RECORD EXTRACTS:
Start of Block
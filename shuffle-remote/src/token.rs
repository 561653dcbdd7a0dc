//! Token shape and the storage boundary the Remote Client refreshes
//! through.

use async_trait::async_trait;
use chrono::{DateTime, Utc};
use serde::{Deserialize, Serialize};

use crate::error::Result;

#[derive(Debug, Clone, PartialEq, Eq, Serialize, Deserialize)]
pub struct Token {
    pub access_token: String,
    pub refresh_token: String,
    pub expires_at: DateTime<Utc>,
    /// Space-separated OAuth scopes granted at login. Carried for
    /// introspection; refresh does not re-request scopes.
    pub scopes: String,
}

impl Token {
    /// Proactive refresh threshold: refresh if expiry is within 60
    /// seconds.
    #[must_use]
    pub fn needs_refresh(&self) -> bool {
        Utc::now() + chrono::Duration::seconds(60) >= self.expires_at
    }
}

/// Narrow persistence boundary the Remote Client reads/writes through.
/// Implemented by `shuffle-store`; kept here (rather than depending on
/// the store crate) so the Remote Client has no knowledge of SQLite.
#[async_trait]
pub trait TokenStore: Send + Sync {
    async fn load_token(&self, user_id: i64) -> Result<Token>;
    async fn save_token(&self, user_id: i64, token: &Token) -> Result<()>;
}
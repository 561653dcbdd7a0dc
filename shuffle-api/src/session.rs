//! Session identity: a signed cookie carrying the local user id, set on
//! successful `/callback`. Handlers that require it use [`AuthedUser`]
//! as an extractor; a missing or invalid cookie surfaces as 401,
//! matching the command table.

use axum::extract::FromRequestParts;
use axum::http::request::Parts;
use axum_extra::extract::cookie::{Cookie, SameSite};
use axum_extra::extract::SignedCookieJar;

use crate::error::ApiError;
use crate::state::AppState;

pub const SESSION_COOKIE_NAME: &str = "shuffle_session";

/// Build the signed cookie jar mutation that logs a user in. Returned
/// from the `/callback` handler alongside a redirect; axum applies the
/// `Set-Cookie` header via `SignedCookieJar`'s `IntoResponseParts` impl.
#[must_use]
pub fn login_cookie(state: &AppState, user_id: i64) -> SignedCookieJar {
    let cookie = Cookie::build((SESSION_COOKIE_NAME, user_id.to_string()))
        .path("/")
        .http_only(true)
        .same_site(SameSite::Lax)
        .build();
    SignedCookieJar::new(state.cookie_key.clone()).add(cookie)
}

/// The authenticated local user id, extracted from the signed session
/// cookie. Rejects with 401 when the cookie is absent, unsigned, or
/// does not parse as an id.
pub struct AuthedUser(pub i64);

impl FromRequestParts<AppState> for AuthedUser {
    type Rejection = ApiError;

    async fn from_request_parts(parts: &mut Parts, state: &AppState) -> Result<Self, Self::Rejection> {
        let jar = SignedCookieJar::from_request_parts(parts, state)
            .await
            .map_err(|_| ApiError::Unauthorized)?;
        let user_id = jar
            .get(SESSION_COOKIE_NAME)
            .and_then(|cookie| cookie.value().parse::<i64>().ok())
            .ok_or(ApiError::Unauthorized)?;
        Ok(Self(user_id))
    }
}
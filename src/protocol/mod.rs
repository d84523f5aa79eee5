//! FTP Protocol implementation
//!
//! Reply codes, reply parsing and rendering, and outbound command text.

pub mod codes;
pub mod commands;
pub mod reader;
pub mod reply;

pub use codes::ReplyCode;
pub use commands::Command;
pub use reader::read_reply;
pub use reply::Reply;
//! Logging utilities
//!
//! Provides logging setup and configuration.

use env_logger::Env;

/// Setup logging for the client; `RUST_LOG` overrides the `info` default
pub fn setup_logging() {
    env_logger::Builder::from_env(Env::default().default_filter_or("info")).init();
}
End of Block
PROBLEM REQUIREMENTS:
Give back the whole listing above. Keep every character the same.

SOLUTION TO THE PROBLEM:
filename shuffle-remote/src/token.rs
repository 561653dcbdd7a0dc
//! Token shape and the storage boundary the Remote Client refreshes
//! through.

use async_trait::async_trait;
use chrono::{DateTime, Utc};
use serde::{Deserialize, Serialize};

use crate::error::Result;

#[derive(Debug, Clone, PartialEq, Eq, Serialize, Deserialize)]
pub struct Token {
    pub access_token: String,
    pub refresh_token: String,
    pub expires_at: DateTime<Utc>,
    /// Space-separated OAuth scopes granted at login. Carried for
    /// introspection; refresh does not re-request scopes.
    pub scopes: String,
}

impl Token {
    /// Proactive refresh threshold: refresh if expiry is within 60
    /// seconds.
    #[must_use]
    pub fn needs_refresh(&self) -> bool {
        Utc::now() + chrono::Duration::seconds(60) >= self.expires_at
    }
}

/// Narrow persistence boundary the Remote Client reads/writes through.
/// Implemented by `shuffle-store`; kept here (rather than depending on
/// the store crate) so the Remote Client has no knowledge of SQLite.
#[async_trait]
pub trait TokenStore: Send + Sync {
    async fn load_token(&self, user_id: i64) -> Result<Token>;
    async fn save_token(&self, user_id: i64, token: &Token) -> Result<()>;
}
repository 561653dcbdd7a0dc
filename shuffle-api/src/session.rs
//! Session identity: a signed cookie carrying the local user id, set on
//! successful `/callback`. Handlers that require it use [`AuthedUser`]
//! as an extractor; a missing or invalid cookie surfaces as 401,
//! matching the command table.

use axum::extract::FromRequestParts;
use axum::http::request::Parts;
use axum_extra::extract::cookie::{Cookie, SameSite};
use axum_extra::extract::SignedCookieJar;

use crate::error::ApiError;
use crate::state::AppState;

pub const SESSION_COOKIE_NAME: &str = "shuffle_session";

/// Build the signed cookie jar mutation that logs a user in. Returned
/// from the `/callback` handler alongside a redirect; axum applies the
/// `Set-Cookie` header via `SignedCookieJar`'s `IntoResponseParts` impl.
#[must_use]
pub fn login_cookie(state: &AppState, user_id: i64) -> SignedCookieJar {
    let cookie = Cookie::build((SESSION_COOKIE_NAME, user_id.to_string()))
        .path("/")
        .http_only(true)
        .same_site(SameSite::Lax)
        .build();
    SignedCookieJar::new(state.cookie_key.clone()).add(cookie)
}

/// The authenticated local user id, extracted from the signed session
/// cookie. Rejects with 401 when the cookie is absent, unsigned, or
/// does not parse as an id.
pub struct AuthedUser(pub i64);

impl FromRequestParts<AppState> for AuthedUser {
    type Rejection = ApiError;

    async fn from_request_parts(parts: &mut Parts, state: &AppState) -> Result<Self, Self::Rejection> {
        let jar = SignedCookieJar::from_request_parts(parts, state)
            .await
            .map_err(|_| ApiError::Unauthorized)?;
        let user_id = jar
            .get(SESSION_COOKIE_NAME)
            .and_then(|cookie| cookie.value().parse::<i64>().ok())
            .ok_or(ApiError::Unauthorized)?;
        Ok(Self(user_id))
    }
}
filename src/protocol/mod.rs
repository d84523f5aa79eee5
//! FTP Protocol implementation
//!
//! Reply codes, reply parsing and rendering, and outbound command text.

pub mod codes;
pub mod commands;
pub mod reader;
pub mod reply;

pub use codes::ReplyCode;
pub use commands::Command;
pub use reader::read_reply;
pub use reply::Reply;
//! Logging utilities
//!
//! Provides logging setup and configuration.

use env_logger::Env;

/// Setup logging for the client; `RUST_LOG` overrides the `info` default
pub fn setup_logging() {
    env_logger::Builder::from_env(Env::default().default_filter_or("info")).init();
}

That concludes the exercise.